(DATA FOR PROCESSING)
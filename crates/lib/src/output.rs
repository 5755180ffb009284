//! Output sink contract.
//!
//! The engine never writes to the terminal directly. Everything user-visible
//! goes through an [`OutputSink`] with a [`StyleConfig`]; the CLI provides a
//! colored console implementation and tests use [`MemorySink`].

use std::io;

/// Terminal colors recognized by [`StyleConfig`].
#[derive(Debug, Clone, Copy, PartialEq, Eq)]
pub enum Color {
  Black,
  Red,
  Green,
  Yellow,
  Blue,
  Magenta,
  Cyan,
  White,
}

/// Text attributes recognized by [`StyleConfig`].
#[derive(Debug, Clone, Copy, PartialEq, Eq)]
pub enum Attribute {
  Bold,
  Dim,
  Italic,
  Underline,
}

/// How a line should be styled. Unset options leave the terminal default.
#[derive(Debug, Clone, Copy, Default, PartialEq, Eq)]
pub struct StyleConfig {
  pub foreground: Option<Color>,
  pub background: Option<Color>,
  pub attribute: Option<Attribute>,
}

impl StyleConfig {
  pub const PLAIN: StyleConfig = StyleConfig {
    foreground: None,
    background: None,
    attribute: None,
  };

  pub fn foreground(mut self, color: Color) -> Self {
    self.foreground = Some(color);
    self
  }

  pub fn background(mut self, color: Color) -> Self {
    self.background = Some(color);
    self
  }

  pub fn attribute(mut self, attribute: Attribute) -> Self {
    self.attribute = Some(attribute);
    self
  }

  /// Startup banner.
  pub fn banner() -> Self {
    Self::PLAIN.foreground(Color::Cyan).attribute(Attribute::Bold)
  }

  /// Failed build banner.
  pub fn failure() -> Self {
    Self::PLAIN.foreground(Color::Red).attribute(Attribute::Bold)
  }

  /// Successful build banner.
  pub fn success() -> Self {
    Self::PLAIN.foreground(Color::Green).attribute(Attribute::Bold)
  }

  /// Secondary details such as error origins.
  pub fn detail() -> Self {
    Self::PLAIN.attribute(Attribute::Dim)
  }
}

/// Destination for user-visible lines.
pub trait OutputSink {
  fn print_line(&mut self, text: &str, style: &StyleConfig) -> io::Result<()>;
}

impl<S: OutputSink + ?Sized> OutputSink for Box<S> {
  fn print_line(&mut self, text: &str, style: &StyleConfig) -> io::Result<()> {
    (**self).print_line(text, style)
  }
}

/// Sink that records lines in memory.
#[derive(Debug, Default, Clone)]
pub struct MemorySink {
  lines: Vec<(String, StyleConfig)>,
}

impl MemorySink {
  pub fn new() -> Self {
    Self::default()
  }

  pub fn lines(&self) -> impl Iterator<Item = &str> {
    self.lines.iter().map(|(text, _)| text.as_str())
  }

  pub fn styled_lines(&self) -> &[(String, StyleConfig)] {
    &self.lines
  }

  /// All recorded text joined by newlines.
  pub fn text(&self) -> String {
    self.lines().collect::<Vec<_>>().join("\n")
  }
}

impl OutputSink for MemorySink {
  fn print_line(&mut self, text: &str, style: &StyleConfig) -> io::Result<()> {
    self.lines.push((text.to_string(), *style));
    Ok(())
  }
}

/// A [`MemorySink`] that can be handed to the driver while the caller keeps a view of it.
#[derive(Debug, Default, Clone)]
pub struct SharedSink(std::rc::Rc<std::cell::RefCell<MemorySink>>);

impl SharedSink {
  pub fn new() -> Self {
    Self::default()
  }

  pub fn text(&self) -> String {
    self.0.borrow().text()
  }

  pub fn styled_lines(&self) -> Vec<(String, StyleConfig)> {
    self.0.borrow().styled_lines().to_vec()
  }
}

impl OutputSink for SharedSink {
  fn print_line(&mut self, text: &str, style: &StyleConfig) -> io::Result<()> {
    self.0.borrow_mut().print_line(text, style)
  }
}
(End DATA FOR PROCESSING)
» ACTION ITEM
Note down each line above where the word "build" occurs.

» SOLUTION
  /// Failed build banner.
  /// Successful build banner.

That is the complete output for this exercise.